Objective: This study investigates web-based threat signals using predictive analytics and feature attribution to determine whether a webpage is phishing or legitimate.
Theoretical Framework: The research is grounded in Protection Motivation Theory (PMT), which offers a behavioral lens to interpret phishing indicators. PMT connects web features to users’ cognitive threat and coping appraisals, providing a theoretical rationale for selecting and organizing features.
Method: A logistic regression model, regularized with L1 (Lasso), was developed for its interpretability and ability to handle feature sparsity and convergence issues. Using a dataset of 11,055 labeled websites, the model incorporates three core feature sets: structural (e.g., IP-based URLs, SSL status), behavioral (e.g., redirection, form handler anomalies), and domain metadata (e.g., traffic rank, Google indexing).

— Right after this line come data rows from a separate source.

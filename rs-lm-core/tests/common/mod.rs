#![allow(dead_code)]

use rs_lm_core::{Config, LanguageModel, Model, ModelType, WordIndex};

pub const TOY_ARPA: &str = "\
\\data\\
ngram 1=7
ngram 2=7
ngram 3=3

\\1-grams:
-2.0\t<unk>
-99\t<s>\t-0.6
-1.1\t</s>
-0.9\ta\t-0.4
-1.0\tb\t-0.35
-1.2\tc\t-0.25
-1.5\td

\\2-grams:
-0.3\t<s> a\t-0.2
-0.45\ta b\t-0.15
-0.5\tb c\t-0.1
-0.7\tc </s>
-0.8\tb </s>
-0.6\t<s> b\t-0.05
-0.4\tc d

\\3-grams:
-0.1\t<s> a b
-0.2\ta b c
-0.15\tb c </s>

\\end\\
";

/// Phrases covering matched trigrams, backoff, unknown words and sentence ends.
pub const PHRASES: &[&str] = &[
	"a b c </s>",
	"b c d",
	"a b </s>",
	"c a b c </s>",
	"d zzz a b",
	"a a b c d </s>",
	"b",
];

pub fn toy(model_type: ModelType) -> Model {
	toy_with(model_type, &Config::default())
}

pub fn toy_with(model_type: ModelType, config: &Config) -> Model {
	Model::from_arpa_reader(TOY_ARPA.as_bytes(), model_type, config).unwrap()
}

pub fn indices(model: &Model, phrase: &str) -> Vec<WordIndex> {
	phrase.split_whitespace().map(|w| model.index(w)).collect()
}

/// Tolerance for comparing a model against the unquantized reference.
pub fn tolerance(model_type: ModelType) -> f32 {
	if model_type.is_quantized() { 1e-3 } else { 1e-4 }
}

pub fn temp_path(name: &str) -> std::path::PathBuf {
	std::env::temp_dir().join(format!("rs-lm-{}-{}", std::process::id(), name))
}
mod common;

use std::collections::BTreeMap;
use std::fs;

use common::{temp_path, toy, toy_with, PHRASES, TOY_ARPA};
use rs_lm_core::binary_format::{is_binary, Parameters, FORMAT_VERSION, MAGIC};
use rs_lm_core::{Config, LanguageModel, LmError, LoadMethod, Model, ModelType, NgramCollector, WordIndex};

fn assert_same_scores(built: &Model, loaded: &Model) {
	for phrase in PHRASES {
		assert_eq!(built.full_scores(phrase, true, true), loaded.full_scores(phrase, true, true), "\"{phrase}\"");
	}
}

#[test]
fn reloaded_models_score_the_same() {
	for model_type in ModelType::all() {
		let built = toy(model_type);
		let path = temp_path(&format!("round-trip-{model_type}.bin"));
		built.write_binary(&path).unwrap();
		assert!(is_binary(&path).unwrap());

		for load_method in [LoadMethod::Mmap, LoadMethod::Read] {
			let config = Config { load_method, ..Config::default() };
			let loaded = Model::from_binary(&path, &config).unwrap();
			assert_eq!(loaded.model_type(), model_type);
			assert_eq!(loaded.parameters(), built.parameters());
			assert_eq!(loaded.is_mapped(), load_method == LoadMethod::Mmap);
			assert_eq!(loaded.begin_sentence_state(), built.begin_sentence_state());
			assert_same_scores(&built, &loaded);
		}

		// `load` detects the format on its own.
		let detected = Model::load(&path, ModelType::Probing, &Config::default()).unwrap();
		assert_eq!(detected.model_type(), model_type);
		fs::remove_file(&path).unwrap();
	}
}

#[test]
fn vocabulary_is_enumerated_on_build_and_load() {
	for model_type in [ModelType::Probing, ModelType::Trie] {
		let mut built_words = BTreeMap::new();
		let collector = rs_lm_core::arpa::read_arpa(TOY_ARPA.as_bytes()).unwrap();
		let model = Model::from_collector_with_vocab(collector, model_type, &Config::default(), &mut |index: WordIndex, word: &str| {
			built_words.insert(index, word.to_owned());
		})
		.unwrap();
		assert_eq!(built_words.len(), 7);
		for (&index, word) in &built_words {
			assert_eq!(model.index(word), index);
			assert_eq!(model.word(index), Some(word.as_str()));
		}
		assert_eq!(built_words[&0], "<unk>");

		let path = temp_path(&format!("vocab-{model_type}.bin"));
		model.write_binary(&path).unwrap();
		let mut loaded_words = BTreeMap::new();
		let loaded = Model::from_binary_with_vocab(&path, &Config::default(), &mut |index: WordIndex, word: &str| {
			loaded_words.insert(index, word.to_owned());
		})
		.unwrap();
		assert_eq!(loaded_words, built_words);
		assert_eq!(loaded.vocab_bound(), 7);
		fs::remove_file(&path).unwrap();
	}
}

#[test]
fn vocabulary_strings_are_optional() {
	let config = Config { include_vocab: false, ..Config::default() };
	let built = toy_with(ModelType::ArrayTrie, &config);
	assert_eq!(built.word(1), None);

	let path = temp_path("no-strings.bin");
	built.write_binary(&path).unwrap();
	let loaded = Model::from_binary(&path, &config).unwrap();
	assert_eq!(loaded.word(1), None);
	assert_eq!(loaded.index("c"), built.index("c"));
	assert_same_scores(&built, &loaded);
	fs::remove_file(&path).unwrap();
}

#[test]
fn arpa_files_are_not_binary() {
	let path = temp_path("toy.arpa");
	fs::write(&path, TOY_ARPA).unwrap();
	assert!(!is_binary(&path).unwrap());
	let model = Model::load(&path, ModelType::QuantArrayTrie, &Config::default()).unwrap();
	assert_eq!(model.model_type(), ModelType::QuantArrayTrie);
	assert!(matches!(Model::from_binary(&path, &Config::default()), Err(LmError::BinaryFormat(_))));
	fs::remove_file(&path).unwrap();
}

#[test]
fn truncated_files_are_rejected() {
	let path = temp_path("truncated.bin");
	toy(ModelType::Trie).write_binary(&path).unwrap();
	let bytes = fs::read(&path).unwrap();
	fs::write(&path, &bytes[..bytes.len() - 16]).unwrap();
	for load_method in [LoadMethod::Mmap, LoadMethod::Read] {
		let config = Config { load_method, ..Config::default() };
		assert!(matches!(Model::from_binary(&path, &config), Err(LmError::BinaryFormat(_))));
	}
	fs::remove_file(&path).unwrap();
}

#[test]
fn programmatic_models_can_be_written() {
	let mut collector = NgramCollector::new(2).unwrap();
	collector.add_ngram(&["<s>"], -99.0, Some(-0.2)).unwrap();
	collector.add_ngram(&["</s>"], -0.7, None).unwrap();
	collector.add_ngram(&["mot"], -0.5, Some(-0.1)).unwrap();
	collector.add_ngram(&["<s>", "mot"], -0.05, None).unwrap();
	collector.add_ngram(&["mot", "</s>"], -0.02, None).unwrap();
	let built = Model::from_collector(collector, ModelType::RestProbing, &Config::default()).unwrap();
	// <unk> was missing and received the configured substitute.
	assert_eq!(built.full_scores("inconnu", false, false)[0].prob, -100.0);

	let path = temp_path("programmatic.bin");
	built.write_binary(&path).unwrap();
	let loaded = Model::from_binary(&path, &Config::default()).unwrap();
	assert!((loaded.score_sentence("mot", true, true) - -0.07).abs() < 1e-6);
	fs::remove_file(&path).unwrap();
}

/// Writes a file with a valid prelude around `params` and a zeroed data region.
fn write_header_only(name: &str, params: &Parameters) -> std::path::PathBuf {
	let encoded = postcard::to_stdvec(params).unwrap();
	let mut bytes = MAGIC.to_vec();
	bytes.extend_from_slice(&FORMAT_VERSION.to_le_bytes());
	bytes.extend_from_slice(&(encoded.len() as u32).to_le_bytes());
	bytes.extend_from_slice(&encoded);
	bytes.resize(bytes.len().next_multiple_of(8) + 4096, 0);
	let path = temp_path(name);
	fs::write(&path, bytes).unwrap();
	path
}

#[test]
fn headers_with_unsupported_orders_are_rejected() {
	let params = toy(ModelType::Probing).parameters().clone();
	let config = Config { include_vocab: false, ..Config::default() };
	for counts in [vec![3], vec![3; 8]] {
		let bad = Parameters { counts, has_vocab_strings: false, ..params.clone() };
		let path = write_header_only(&format!("order-{}.bin", bad.counts.len()), &bad);
		for load_method in [LoadMethod::Mmap, LoadMethod::Read] {
			let config = Config { load_method, ..config.clone() };
			assert!(matches!(Model::from_binary(&path, &config), Err(LmError::BinaryFormat(_))), "{:?}", bad.counts);
		}
		fs::remove_file(&path).unwrap();
	}
}

#[test]
fn headers_with_unusable_bit_widths_are_rejected() {
	let params = toy(ModelType::QuantTrie).parameters().clone();
	let bad = Parameters { prob_bits: 0, has_vocab_strings: false, ..params };
	let path = write_header_only("zero-bits.bin", &bad);
	assert!(matches!(Model::from_binary(&path, &Config::default()), Err(LmError::BinaryFormat(_))));
	fs::remove_file(&path).unwrap();
}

Results and Discussion: The model rejects the null hypothesis that website-level features are non-predictive, confirming that structural, behavioral, and metadata-based signals significantly distinguish phishing from legitimate sites. This thematic decomposition supports both the conceptual framework and the empirical model design.
Research Implications: The findings offer actionable insights for cybersecurity professionals, especially those in regulated industries. The model enhances detection capability while maintaining transparency, crucial for compliance and risk management.
Originality/Value: This study contributes to literature by integrating PMT into a predictive modeling framework for phishing detection, an approach that bridges behavioral theory and machine learning. Its originality lies in aligning cognitive appraisal theory with interpretable statistical methods. The results are highly relevant to cybersecurity practice, offering scalable, transparent tools that support real-time decision-making and inform strategic defenses in high-risk sectors.